- [WHAT IS NEEDED] Make an exact copy of the lines below.

** DATASET EXCERPTS follows **

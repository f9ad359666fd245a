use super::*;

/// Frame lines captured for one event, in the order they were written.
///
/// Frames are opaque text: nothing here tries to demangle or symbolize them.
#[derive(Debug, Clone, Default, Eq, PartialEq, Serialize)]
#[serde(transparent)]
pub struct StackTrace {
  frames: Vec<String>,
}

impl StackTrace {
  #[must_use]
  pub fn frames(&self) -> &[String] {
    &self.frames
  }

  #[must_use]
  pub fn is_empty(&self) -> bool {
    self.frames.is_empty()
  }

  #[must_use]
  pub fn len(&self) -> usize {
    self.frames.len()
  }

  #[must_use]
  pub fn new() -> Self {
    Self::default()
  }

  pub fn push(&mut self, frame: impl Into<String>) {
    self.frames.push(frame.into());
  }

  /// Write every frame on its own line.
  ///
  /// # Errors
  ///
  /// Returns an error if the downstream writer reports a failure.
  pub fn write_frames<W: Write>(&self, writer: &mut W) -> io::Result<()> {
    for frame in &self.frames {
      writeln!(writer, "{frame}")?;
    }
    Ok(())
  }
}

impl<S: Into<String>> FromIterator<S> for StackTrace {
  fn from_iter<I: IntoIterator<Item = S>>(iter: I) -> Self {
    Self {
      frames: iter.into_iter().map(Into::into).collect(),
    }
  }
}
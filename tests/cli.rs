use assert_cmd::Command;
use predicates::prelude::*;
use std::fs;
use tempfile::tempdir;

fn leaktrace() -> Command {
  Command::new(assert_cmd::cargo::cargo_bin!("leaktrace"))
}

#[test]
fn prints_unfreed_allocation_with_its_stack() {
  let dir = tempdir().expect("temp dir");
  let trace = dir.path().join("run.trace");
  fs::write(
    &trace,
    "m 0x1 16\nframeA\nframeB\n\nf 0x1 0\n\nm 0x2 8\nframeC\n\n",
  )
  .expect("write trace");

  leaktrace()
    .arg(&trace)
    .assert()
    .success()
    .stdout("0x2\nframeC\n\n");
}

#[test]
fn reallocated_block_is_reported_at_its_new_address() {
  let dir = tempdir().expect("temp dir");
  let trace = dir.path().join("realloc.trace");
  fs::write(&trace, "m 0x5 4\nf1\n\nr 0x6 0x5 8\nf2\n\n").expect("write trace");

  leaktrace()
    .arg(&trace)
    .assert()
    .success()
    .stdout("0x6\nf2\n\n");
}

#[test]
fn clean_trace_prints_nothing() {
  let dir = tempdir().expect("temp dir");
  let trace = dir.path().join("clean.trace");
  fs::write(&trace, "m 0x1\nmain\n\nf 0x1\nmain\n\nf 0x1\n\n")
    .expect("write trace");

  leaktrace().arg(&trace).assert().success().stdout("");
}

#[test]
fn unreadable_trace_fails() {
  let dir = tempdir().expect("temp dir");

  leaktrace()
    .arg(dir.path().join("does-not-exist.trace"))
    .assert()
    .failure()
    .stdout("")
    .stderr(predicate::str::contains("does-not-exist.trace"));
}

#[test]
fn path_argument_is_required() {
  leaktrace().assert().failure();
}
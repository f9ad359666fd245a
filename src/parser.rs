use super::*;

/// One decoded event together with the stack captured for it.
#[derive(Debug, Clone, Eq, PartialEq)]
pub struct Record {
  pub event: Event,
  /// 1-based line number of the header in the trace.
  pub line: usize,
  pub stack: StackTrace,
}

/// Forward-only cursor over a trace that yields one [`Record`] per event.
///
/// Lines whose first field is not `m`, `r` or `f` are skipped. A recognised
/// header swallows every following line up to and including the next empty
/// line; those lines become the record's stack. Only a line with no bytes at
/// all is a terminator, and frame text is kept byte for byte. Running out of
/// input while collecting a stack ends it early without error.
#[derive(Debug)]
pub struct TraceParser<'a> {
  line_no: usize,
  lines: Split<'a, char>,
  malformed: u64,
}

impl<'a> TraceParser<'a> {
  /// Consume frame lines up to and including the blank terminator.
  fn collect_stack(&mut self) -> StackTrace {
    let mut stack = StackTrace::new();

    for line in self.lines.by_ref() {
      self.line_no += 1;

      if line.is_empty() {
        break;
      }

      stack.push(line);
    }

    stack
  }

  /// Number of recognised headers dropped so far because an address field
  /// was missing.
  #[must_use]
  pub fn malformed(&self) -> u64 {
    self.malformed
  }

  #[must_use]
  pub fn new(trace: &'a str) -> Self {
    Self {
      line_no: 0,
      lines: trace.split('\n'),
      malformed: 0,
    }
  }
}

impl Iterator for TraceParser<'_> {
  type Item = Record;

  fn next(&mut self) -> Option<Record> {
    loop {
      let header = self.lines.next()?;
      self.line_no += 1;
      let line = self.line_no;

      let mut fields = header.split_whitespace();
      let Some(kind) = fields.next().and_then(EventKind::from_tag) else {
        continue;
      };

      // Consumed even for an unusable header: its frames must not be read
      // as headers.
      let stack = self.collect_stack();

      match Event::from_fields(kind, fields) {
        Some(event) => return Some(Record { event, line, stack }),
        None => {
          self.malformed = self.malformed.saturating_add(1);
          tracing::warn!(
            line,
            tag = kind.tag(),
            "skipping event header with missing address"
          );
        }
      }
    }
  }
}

** End of DATASET EXCERPTS **

- [ANSWER FOR THIS EXERCISE]
repository f9ad359666fd245a
use super::*;

/// Frame lines captured for one event, in the order they were written.
///
/// Frames are opaque text: nothing here tries to demangle or symbolize them.
#[derive(Debug, Clone, Default, Eq, PartialEq, Serialize)]
#[serde(transparent)]
pub struct StackTrace {
  frames: Vec<String>,
}

impl StackTrace {
  #[must_use]
  pub fn frames(&self) -> &[String] {
    &self.frames
  }

  #[must_use]
  pub fn is_empty(&self) -> bool {
    self.frames.is_empty()
  }

  #[must_use]
  pub fn len(&self) -> usize {
    self.frames.len()
  }

  #[must_use]
  pub fn new() -> Self {
    Self::default()
  }

  pub fn push(&mut self, frame: impl Into<String>) {
    self.frames.push(frame.into());
  }

  /// Write every frame on its own line.
  ///
  /// # Errors
  ///
  /// Returns an error if the downstream writer reports a failure.
  pub fn write_frames<W: Write>(&self, writer: &mut W) -> io::Result<()> {
    for frame in &self.frames {
      writeln!(writer, "{frame}")?;
    }
    Ok(())
  }
}

impl<S: Into<String>> FromIterator<S> for StackTrace {
  fn from_iter<I: IntoIterator<Item = S>>(iter: I) -> Self {
    Self {
      frames: iter.into_iter().map(Into::into).collect(),
    }
  }
}
filename tests/cli.rs
use assert_cmd::Command;
use predicates::prelude::*;
use std::fs;
use tempfile::tempdir;

fn leaktrace() -> Command {
  Command::new(assert_cmd::cargo::cargo_bin!("leaktrace"))
}

#[test]
fn prints_unfreed_allocation_with_its_stack() {
  let dir = tempdir().expect("temp dir");
  let trace = dir.path().join("run.trace");
  fs::write(
    &trace,
    "m 0x1 16\nframeA\nframeB\n\nf 0x1 0\n\nm 0x2 8\nframeC\n\n",
  )
  .expect("write trace");

  leaktrace()
    .arg(&trace)
    .assert()
    .success()
    .stdout("0x2\nframeC\n\n");
}

#[test]
fn reallocated_block_is_reported_at_its_new_address() {
  let dir = tempdir().expect("temp dir");
  let trace = dir.path().join("realloc.trace");
  fs::write(&trace, "m 0x5 4\nf1\n\nr 0x6 0x5 8\nf2\n\n").expect("write trace");

  leaktrace()
    .arg(&trace)
    .assert()
    .success()
    .stdout("0x6\nf2\n\n");
}

#[test]
fn clean_trace_prints_nothing() {
  let dir = tempdir().expect("temp dir");
  let trace = dir.path().join("clean.trace");
  fs::write(&trace, "m 0x1\nmain\n\nf 0x1\nmain\n\nf 0x1\n\n")
    .expect("write trace");

  leaktrace().arg(&trace).assert().success().stdout("");
}

#[test]
fn unreadable_trace_fails() {
  let dir = tempdir().expect("temp dir");

  leaktrace()
    .arg(dir.path().join("does-not-exist.trace"))
    .assert()
    .failure()
    .stdout("")
    .stderr(predicate::str::contains("does-not-exist.trace"));
}

#[test]
fn path_argument_is_required() {
  leaktrace().assert().failure();
}
repository f9ad359666fd245a
filename src/parser.rs
use super::*;

/// One decoded event together with the stack captured for it.
#[derive(Debug, Clone, Eq, PartialEq)]
pub struct Record {
  pub event: Event,
  /// 1-based line number of the header in the trace.
  pub line: usize,
  pub stack: StackTrace,
}

/// Forward-only cursor over a trace that yields one [`Record`] per event.
///
/// Lines whose first field is not `m`, `r` or `f` are skipped. A recognised
/// header swallows every following line up to and including the next empty
/// line; those lines become the record's stack. Only a line with no bytes at
/// all is a terminator, and frame text is kept byte for byte. Running out of
/// input while collecting a stack ends it early without error.
#[derive(Debug)]
pub struct TraceParser<'a> {
  line_no: usize,
  lines: Split<'a, char>,
  malformed: u64,
}

impl<'a> TraceParser<'a> {
  /// Consume frame lines up to and including the blank terminator.
  fn collect_stack(&mut self) -> StackTrace {
    let mut stack = StackTrace::new();

    for line in self.lines.by_ref() {
      self.line_no += 1;

      if line.is_empty() {
        break;
      }

      stack.push(line);
    }

    stack
  }

  /// Number of recognised headers dropped so far because an address field
  /// was missing.
  #[must_use]
  pub fn malformed(&self) -> u64 {
    self.malformed
  }

  #[must_use]
  pub fn new(trace: &'a str) -> Self {
    Self {
      line_no: 0,
      lines: trace.split('\n'),
      malformed: 0,
    }
  }
}

impl Iterator for TraceParser<'_> {
  type Item = Record;

  fn next(&mut self) -> Option<Record> {
    loop {
      let header = self.lines.next()?;
      self.line_no += 1;
      let line = self.line_no;

      let mut fields = header.split_whitespace();
      let Some(kind) = fields.next().and_then(EventKind::from_tag) else {
        continue;
      };

      // Consumed even for an unusable header: its frames must not be read
      // as headers.
      let stack = self.collect_stack();

      match Event::from_fields(kind, fields) {
        Some(event) => return Some(Record { event, line, stack }),
        None => {
          self.malformed = self.malformed.saturating_add(1);
          tracing::warn!(
            line,
            tag = kind.tag(),
            "skipping event header with missing address"
          );
        }
      }
    }
  }
}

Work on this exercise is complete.